//! Integration tests for tether CLI
//!
//! These tests spawn the actual binary and test end-to-end behavior.
//! They are slower and should be run separately from unit tests.

mod check_command;
mod cli_tests;
mod match_command;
----------------
PROBLEM STATEMENT
Write out again exactly the lines that run from the one holding "test end-to-end behavior." through the last line of the data; omit all other lines.

EXERCISE ANSWER
//! These tests spawn the actual binary and test end-to-end behavior.
//! They are slower and should be run separately from unit tests.

mod check_command;
mod cli_tests;
mod match_command;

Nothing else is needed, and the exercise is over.